Activist Daisy Khan said Tuesday that she and her husband, Imam Feisal Abdul Rauf, have spent months talking with relatives of 9/11 victims, first responders and others about alternative concepts for the center, including the possibility that it could become a multifaith center focusing on religious conflict.

GEORGIA

U.S. doctor infected Guatemalans for study

ATLANTA | Federal officials have released thousands of pages of records detailing a U.S. medical experiment that deliberately infected Guatemalans with syphilis more than 60 years ago.

The U.S. government apologized to the Guatemalan government last fall for the unethical research. Now, the National Archives has posted online the records of the late Dr. John C. Cutler. He was the U.S. researcher who led the experiment that infected prison inmates and mental patients with syphilis. The purpose was to test whether penicillin, then relatively new, could prevent some sexually transmitted infections.

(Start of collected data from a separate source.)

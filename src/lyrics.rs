//! The timed lyrics document stored in the `----:com.stems:kara` atom.
//!
//! The document is a JSON object; readers tolerate unknown fields so the
//! format can grow without breaking older consumers.

use serde::{Deserialize, Serialize};

/// A timed lyrics document.
#[derive(Clone, Debug, Default, PartialEq, Serialize, Deserialize)]
#[serde(default)]
pub struct Lyrics {
    /// Properties of the audio the timings refer to.
    #[serde(skip_serializing_if = "Option::is_none")]
    pub audio: Option<AudioProperties>,
    /// Global timing adjustments.
    #[serde(skip_serializing_if = "Option::is_none")]
    pub timing: Option<Timing>,
    /// The lyric lines in display order.
    pub lines: Vec<Line>,
    /// The singers referenced by the lines.
    #[serde(skip_serializing_if = "Vec::is_empty")]
    pub singers: Vec<Singer>,
}

impl Lyrics {
    /// Parses a lyrics document from its JSON encoding.
    pub fn from_json(json: &[u8]) -> crate::Result<Self> {
        Ok(serde_json::from_slice(json)?)
    }

    /// Returns the document's JSON encoding.
    pub fn to_json(&self) -> crate::Result<Vec<u8>> {
        Ok(serde_json::to_vec(self)?)
    }
}

/// Properties of the audio rendition the lyric timings were aligned against.
#[derive(Clone, Debug, Default, PartialEq, Serialize, Deserialize)]
#[serde(default)]
pub struct AudioProperties {
    /// The encoding profile name.
    #[serde(skip_serializing_if = "Option::is_none")]
    pub profile: Option<String>,
    /// The number of priming samples the encoder inserts before the first
    /// audible sample.
    #[serde(skip_serializing_if = "Option::is_none")]
    pub encoder_delay_samples: Option<u32>,
    /// The source recordings the mix was built from.
    #[serde(skip_serializing_if = "Vec::is_empty")]
    pub sources: Vec<String>,
    /// The processing presets applied during mastering.
    #[serde(skip_serializing_if = "Vec::is_empty")]
    pub presets: Vec<String>,
}

/// Global timing adjustments applied to every line.
#[derive(Clone, Debug, Default, PartialEq, Serialize, Deserialize)]
#[serde(default)]
pub struct Timing {
    /// The offset added to every timestamp, in seconds.
    pub offset_sec: f64,
}

/// One lyric line with its display interval.
#[derive(Clone, Debug, Default, PartialEq, Serialize, Deserialize)]
#[serde(default)]
pub struct Line {
    /// The start of the line in seconds.
    pub start: f64,
    /// The end of the line in seconds.
    pub end: f64,
    /// The display text.
    pub text: String,
    /// Per-word timings, if the line is word-aligned.
    #[serde(skip_serializing_if = "Option::is_none")]
    pub words: Option<Vec<Word>>,
    /// The id of the singer performing the line.
    #[serde(skip_serializing_if = "Option::is_none")]
    pub singer: Option<String>,
}

/// One word of a word-aligned line.
#[derive(Clone, Debug, Default, PartialEq, Serialize, Deserialize)]
#[serde(default)]
pub struct Word {
    /// The start of the word in seconds.
    pub start: f64,
    /// The end of the word in seconds.
    pub end: f64,
    /// The word text.
    pub text: String,
}

/// A singer referenced by lyric lines.
#[derive(Clone, Debug, Default, PartialEq, Serialize, Deserialize)]
#[serde(default)]
pub struct Singer {
    /// The id lines refer to.
    pub id: String,
    /// The display name.
    #[serde(skip_serializing_if = "Option::is_none")]
    pub name: Option<String>,
}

The papers show that a Guatemalan health official first proposed that U.S. doctors conduct the study.

MICHIGAN

Judge orders tribe to close casino

DETROIT | A federal judge ordered the closure of the Bay Mills Indian Community’s casino in Michigan’s northern Lower Peninsula on Tuesday while he decides whether it is operating illegally as another tribe claims.

Judge Paul Maloney in Kalamazoo issued a preliminary injunction ordering the casino in Vanderbilt, which opened in November, to close by midday.

The casino is located about 125 miles south of the Bay Mills reservation, which is in Michigan’s Upper Peninsula. Opponents say it is not legal because it’s not located on Indian land.

A message seeking comment on the decision was left Tuesday at Bay Mills’ tribal offices.

The Little Traverse Bay Bands of Odawa Indians, which operates a casino about 30 miles away in Petoskey, filed suit last year to try to force the Vanderbilt casino, which had roughly 40 slot machines to close. The Vanderbilt casino now has 84 slot machines.

The Michigan attorney general’s office filed a brief in support of the Little Traverse Bay Bands’ lawsuit to shut down the casino.

NEW YORK

Population near ground zero doubles

NEW YORK | The destruction wrought on Lower Manhattan by the Sept. 11 attacks hasn’t stopped it from becoming one of the city’s fastest-growing neighborhoods.

Census figures released last week show that the number of people living on the blocks around the World Trade Center has swelled by nearly 23,000 since 2000.

About 45,750 people now live there, double the number counted during the last census.

Anyone walking through the area can see the change. The area around Wall Street was once a ghost town after financial district workers left for the day. Now, it is busy around the clock.

Community leaders say the area’s revival as a residential area began before Sept. 11 and hasn’t been slowed by either the attacks or the recent recession.